The Research Methodology
Core Abstractions
The Research Cycle
Knowledge Accumulation
Risk and Safety Model

What is a Forward-Deployed Research Agent?¶

Tinman is not a testing framework. It's not a monitoring tool. It's a research agent—an autonomous system that conducts ongoing scientific inquiry into how your AI system can fail.

The Key Insight¶

Traditional approaches to AI reliability are reactive: - Wait for failures to occur - Investigate root causes - Implement fixes - Hope the same failure doesn't happen again

This approach has two fundamental problems:

You only learn about failures after they hurt users
You only test for failures you've already imagined

Tinman inverts this:

Traditional	Tinman
Wait for failure	Actively seek failure
Test known patterns	Generate novel hypotheses
Fix then forget	Learn and compound
Human-driven investigation	Autonomous research

"Forward-Deployed" Meaning¶

Forward-deployed means Tinman operates where your AI system operates:

In your development environment (LAB mode) - Aggressive exploration
Alongside your production traffic (SHADOW mode) - Passive observation
Within your production system (PRODUCTION mode) - Active protection

It's not a separate analysis tool you run occasionally.
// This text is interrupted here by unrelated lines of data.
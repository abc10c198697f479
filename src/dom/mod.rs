//! A small [Document Object Model](https://www.w3.org/TR/DOM-Level-3-Core/) for the serializer.
//!
//! The node taxonomy is limited to what the serializer consumes: `Document`, `Element`,
//! `Attr`, `Text`, `CDATASection`, `Comment`, `ProcessingInstruction` and `DocumentType`.
//!
//! Every node is a handle wrapping `Rc<RefCell<..>>`. Children are owned by their parent,
//! parents and owner documents are referred to weakly.
//!
//! # Note
//! - Iterators that walk through the nodes are not provided.\
//!   Every handle can modify the whole tree, so callers take snapshots with
//!   [`Node::child_nodes`] instead.

use std::fmt::Display;

pub mod attr;
pub mod character_data;
pub mod document;
pub mod document_type;
pub mod element;
pub mod entity;
pub mod node;
pub mod pi;

pub use attr::AttrRef;
pub use character_data::{CDATASectionRef, CommentRef, TextRef};
pub use document::DocumentRef;
pub use document_type::DocumentTypeRef;
pub use element::ElementRef;
pub use entity::EntityDecl;
pub use node::{Node, NodeRef};
pub use pi::ProcessingInstructionRef;

/// This is the namespace for the special xml: prefix predefined in the
/// XML Namespace specification.
pub const XML_XML_NAMESPACE: &str = "http://www.w3.org/XML/1998/namespace";
/// The namespace bound to the `xmlns` prefix and the bare `xmlns` attribute.
pub const XML_NS_NAMESPACE: &str = "http://www.w3.org/2000/xmlns/";

/// Implementation of [DOMException](https://www.w3.org/TR/2004/REC-DOM-Level-3-Core-20040407/DOM3-Core.html#core-ID-17189187)
/// interface on [1.4 Fundamental Interfaces: Core Module](https://www.w3.org/TR/2004/REC-DOM-Level-3-Core-20040407/DOM3-Core.html#core-ID-BBACDC08)
///
/// Although named “Exception”,
/// it merely inherits its name from the specification and is in fact just an error code.
#[derive(Debug, Clone, Copy, PartialEq, Eq, Hash)]
pub enum DOMException {
    /// If any Node is inserted somewhere it doesn't belong.
    HierarchyRequestErr = 3,
    /// If a Node is used in a different document than the one that created it
    /// (that doesn't support it).
    WrongDocumentErr = 4,
    /// If an invalid or illegal character is specified, such as in an XML name.
    InvalidCharacterErr = 5,
    /// If an attempt is made to modify an object where modifications are not allowed.
    NoModificationAllowedErr = 7,
    /// If an attempt is made to reference a Node in a context where it does not exist.
    NotFoundErr = 8,
    /// If an attempt is made to add an attribute that is already in use elsewhere.
    InuseAttributeErr = 10,
    /// If an attempt is made to create or change an object in a way which is incorrect with
    /// regard to namespaces.
    NamespaceErr = 14,
}

impl Display for DOMException {
    fn fmt(&self, f: &mut std::fmt::Formatter<'_>) -> std::fmt::Result {
        let msg = match self {
            Self::HierarchyRequestErr => "node inserted where it does not belong",
            Self::WrongDocumentErr => "node belongs to a different document",
            Self::InvalidCharacterErr => "invalid character in name",
            Self::NoModificationAllowedErr => "modification not allowed",
            Self::NotFoundErr => "node not found",
            Self::InuseAttributeErr => "attribute is already in use by another element",
            Self::NamespaceErr => "namespace constraint violated",
        };
        write!(f, "DOMException({}): {msg}", *self as u16)
    }
}

impl std::error::Error for DOMException {}

/// Constants `NodeType` in [Interface Node](https://www.w3.org/TR/2004/REC-DOM-Level-3-Core-20040407/DOM3-Core.html#core-ID-1950641247).
#[derive(Debug, Clone, Copy, PartialEq, Eq, PartialOrd, Ord, Hash)]
pub enum NodeType {
    Element = 1,
    Attribute = 2,
    Text = 3,
    CDATASection = 4,
    ProcessingInstruction = 7,
    Comment = 8,
    Document = 9,
    DocumentType = 10,
}

/// Return `true` if `parent` and `child` are allowed to be parent and child.
/// Otherwise, return `false`.
///
/// [1.1.1 The DOM Structure Model](https://www.w3.org/TR/2004/REC-DOM-Level-3-Core-20040407/DOM3-Core.html#core-ID-1590626202)
///
/// | NodeType              | Description                                                                               |
/// | :-------------------- | :---------------------------------------------------------------------------------------- |
/// | Document              | Element (maximum of one), ProcessingInstruction, Comment, DocumentType (maximum of one)   |
/// | Element               | Element, ProcessingInstruction, Comment, Text, CDATASection                               |
/// | others                | no children                                                                               |
fn check_vertical_hierarchy(parent: NodeType, child: NodeType) -> bool {
    use NodeType::*;
    match parent {
        Element => matches!(
            child,
            Element | Text | Comment | ProcessingInstruction | CDATASection
        ),
        Document => matches!(
            child,
            Element | ProcessingInstruction | Comment | DocumentType
        ),
        _ => false,
    }
}

/// Check if the nodes belong to the same document or not.
fn check_owner_document_sameness(l: &impl Node, r: &impl Node) -> bool {
    match (l.node_type(), r.node_type()) {
        (NodeType::Document, _) => r
            .owner_document()
            .is_some_and(|doc| l.is_same_node(&NodeRef::Document(doc))),
        _ => l
            .owner_document()
            .zip(r.owner_document())
            .is_some_and(|(l, r)| l.is_same_node(&NodeRef::Document(r))),
    }
}

fn check_no_modification_allowed_err(node: &impl Node) -> Result<(), DOMException> {
    if node.is_read_only() {
        Err(DOMException::NoModificationAllowedErr)
    } else {
        Ok(())
    }
}

/// Split a QName into `(prefix, local)`.
///
/// Return `None` if `name` has no prefix, or if `name` starts with ':'.
pub fn split_qname2(name: &str) -> Option<(&str, &str)> {
    // nasty but valid
    if name.starts_with(':') {
        return None;
    }
    name.split_once(':')
}

fn is_name_start_char(c: char) -> bool {
    matches!(c,
        ':' | '_' | 'A'..='Z' | 'a'..='z'
        | '\u{C0}'..='\u{D6}' | '\u{D8}'..='\u{F6}' | '\u{F8}'..='\u{2FF}'
        | '\u{370}'..='\u{37D}' | '\u{37F}'..='\u{1FFF}' | '\u{200C}'..='\u{200D}'
        | '\u{2070}'..='\u{218F}' | '\u{2C00}'..='\u{2FEF}' | '\u{3001}'..='\u{D7FF}'
        | '\u{F900}'..='\u{FDCF}' | '\u{FDF0}'..='\u{FFFD}' | '\u{10000}'..='\u{EFFFF}')
}

fn is_name_char(c: char) -> bool {
    is_name_start_char(c)
        || matches!(c,
            '-' | '.' | '0'..='9' | '\u{B7}' | '\u{300}'..='\u{36F}' | '\u{203F}'..='\u{2040}')
}

/// Check that `value` matches the `Name` production of XML 1.0 (Fifth Edition).
pub fn validate_name(value: &str) -> Result<(), DOMException> {
    // First quick algorithm for ASCII range
    if value
        .strip_prefix(|c: char| c.is_ascii_alphabetic() || c == '_' || c == ':')
        .is_some_and(|rest| {
            rest.bytes()
                .all(|b| b.is_ascii_alphanumeric() || matches!(b, b'_' | b'-' | b'.' | b':'))
        })
    {
        return Ok(());
    }

    let mut chars = value.chars();
    match chars.next() {
        Some(c) if is_name_start_char(c) && chars.all(is_name_char) => Ok(()),
        _ => Err(DOMException::InvalidCharacterErr),
    }
}

/// Check the namespace constraints of a qualified name and its namespace URI.
///
/// Return `(prefix, local_name)` on success.
fn validate_qualified_name<'a>(
    ns_uri: Option<&str>,
    qname: &'a str,
) -> Result<(Option<&'a str>, &'a str), DOMException> {
    validate_name(qname)?;
    let (prefix, local) = match split_qname2(qname) {
        Some((prefix, local)) => {
            if local.is_empty() || local.contains(':') {
                return Err(DOMException::NamespaceErr);
            }
            (Some(prefix), local)
        }
        None => (None, qname),
    };
    let ns_uri = ns_uri.filter(|uri| !uri.is_empty());
    match (prefix, ns_uri) {
        (Some(_), None) => Err(DOMException::NamespaceErr),
        (Some("xml"), Some(uri)) if uri != XML_XML_NAMESPACE => Err(DOMException::NamespaceErr),
        (Some("xmlns"), Some(uri)) if uri != XML_NS_NAMESPACE => Err(DOMException::NamespaceErr),
        (None, Some(uri)) if qname == "xmlns" && uri != XML_NS_NAMESPACE => {
            Err(DOMException::NamespaceErr)
        }
        (Some(p), Some(XML_NS_NAMESPACE)) if p != "xmlns" => Err(DOMException::NamespaceErr),
        (None, Some(XML_NS_NAMESPACE)) if qname != "xmlns" => Err(DOMException::NamespaceErr),
        _ => Ok((prefix, local)),
    }
}

#[cfg(test)]
mod tests {
    use super::*;

    #[test]
    fn name_validation() {
        assert!(validate_name("root").is_ok());
        assert!(validate_name("ns:root-1.x").is_ok());
        assert!(validate_name("élément").is_ok());
        assert_eq!(validate_name("1abc"), Err(DOMException::InvalidCharacterErr));
        assert_eq!(validate_name("a b"), Err(DOMException::InvalidCharacterErr));
        assert_eq!(validate_name(""), Err(DOMException::InvalidCharacterErr));
    }

    #[test]
    fn qualified_name_constraints() {
        assert_eq!(
            validate_qualified_name(Some("urn:a"), "a:b"),
            Ok((Some("a"), "b"))
        );
        assert_eq!(validate_qualified_name(None, "b"), Ok((None, "b")));
        assert_eq!(
            validate_qualified_name(None, "a:b"),
            Err(DOMException::NamespaceErr)
        );
        assert_eq!(
            validate_qualified_name(Some("urn:a"), "xml:lang"),
            Err(DOMException::NamespaceErr)
        );
        assert_eq!(
            validate_qualified_name(Some(XML_NS_NAMESPACE), "xmlns:p"),
            Ok((Some("xmlns"), "p"))
        );
        assert_eq!(
            validate_qualified_name(Some(XML_NS_NAMESPACE), "p"),
            Err(DOMException::NamespaceErr)
        );
    }
}
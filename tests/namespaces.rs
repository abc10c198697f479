use domsave::{
    dom::{DocumentRef, ElementRef, Node},
    save::{
        SaveOptions, Serializer,
        namespace::{ensure, undeclared_namespaces},
    },
};
use pretty_assertions::assert_eq;

fn assert_complete(elem: &ElementRef) {
    assert_eq!(
        undeclared_namespaces(elem),
        vec![],
        "<{}> has undeclared namespaces",
        elem.tag_name()
    );
    for child in elem.child_elements() {
        assert_complete(&child);
    }
}

/// `<root>` with children from three namespaces, a namespaced attribute and
/// an unqualified element below a default namespace.
fn sample() -> (DocumentRef, ElementRef) {
    let mut doc = DocumentRef::new();
    let mut root = doc.create_element("root").unwrap();

    let mut first = doc.create_element_ns(Some("urn:a"), "a:first").unwrap();
    first
        .set_attribute_ns(Some("urn:b"), "b:kind", "x")
        .unwrap();
    root.append_child(first.into()).unwrap();

    let mut section = doc.create_element_ns(Some("urn:d"), "section").unwrap();
    let mut plain = doc.create_element("plain").unwrap();
    plain
        .append_child(doc.create_element_ns(Some("urn:a"), "a:leaf").unwrap().into())
        .unwrap();
    section.append_child(plain.into()).unwrap();
    root.append_child(section.into()).unwrap();

    // same prefix, different namespace
    let other = doc.create_element_ns(Some("urn:other"), "a:second").unwrap();
    root.append_child(other.into()).unwrap();

    doc.append_child(root.clone().into()).unwrap();
    (doc, root)
}

fn bare() -> SaveOptions {
    SaveOptions::default()
        .with_prolog(false)
        .with_format_end_newline(false)
}

#[test]
fn every_binding_is_declared_after_ensure() {
    let (_doc, root) = sample();
    assert!(!undeclared_namespaces(&root.child_elements()[0]).is_empty());

    let added = ensure(&root, Some(&root), true).unwrap();
    assert_eq!(added, 5);
    assert_complete(&root);

    // nothing left to do
    assert_eq!(ensure(&root, Some(&root), true).unwrap(), 0);
}

#[test]
fn declarations_on_the_document_element() {
    let (doc, _) = sample();
    let text = Serializer::with_options(bare())
        .serialize_to_string(&doc)
        .unwrap();
    assert_eq!(
        text,
        concat!(
            r#"<root xmlns:a="urn:a" xmlns:b="urn:b">"#,
            r#"<a:first b:kind="x"/>"#,
            r#"<section xmlns="urn:d"><plain xmlns=""><a:leaf/></plain></section>"#,
            r#"<a:second xmlns:a="urn:other"/>"#,
            "</root>",
        )
    );
}

#[test]
fn declarations_in_place() {
    let (doc, root) = sample();
    let text = Serializer::with_options(bare().with_document_element_declarations(false))
        .serialize_to_string(&doc)
        .unwrap();
    assert_eq!(
        text,
        concat!(
            "<root>",
            r#"<a:first xmlns:a="urn:a" xmlns:b="urn:b" b:kind="x"/>"#,
            r#"<section xmlns="urn:d"><plain xmlns=""><a:leaf xmlns:a="urn:a"/></plain></section>"#,
            r#"<a:second xmlns:a="urn:other"/>"#,
            "</root>",
        )
    );
    assert!(!root.has_attributes());
    assert_complete(&root);
}

#[test]
fn tree_is_untouched_without_ensure() {
    let (doc, root) = sample();
    let text = Serializer::with_options(bare().with_namespace_declarations_ensured(false))
        .serialize_to_string(&doc)
        .unwrap();
    assert!(text.starts_with(r#"<root><a:first b:kind="x"/>"#));
    assert!(!root.has_attributes());
    assert!(!undeclared_namespaces(&root.child_elements()[0]).is_empty());
}

#[test]
fn single_node_declares_within_the_subtree() {
    let (_doc, root) = sample();
    let section = root.child_elements()[1].clone();
    let mut buf = vec![];
    Serializer::with_options(bare())
        .serialize_node(&section, &mut buf)
        .unwrap();
    assert_eq!(
        String::from_utf8(buf).unwrap(),
        r#"<section xmlns="urn:d" xmlns:a="urn:a"><plain xmlns=""><a:leaf/></plain></section>"#
    );
    assert!(!root.has_attributes());
}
It's a persistent research agent that continuously explores your system's behavior.

The Research Frame¶

Think of Tinman as an AI researcher assigned to study your system:

It forms hypotheses about potential weaknesses
It designs experiments to test those hypotheses
It discovers failures and classifies them
It proposes interventions to address them
It learns from each cycle to improve future research

This is the scientific method, automated and deployed continuously.

The Research Methodology¶

Tinman embodies a specific methodology for AI reliability research:

1. Hypothesis-Driven Exploration¶

Every action Tinman takes starts with a hypothesis:

"I hypothesize that this system will produce inconsistent outputs
when given long conversations with interleaved topics."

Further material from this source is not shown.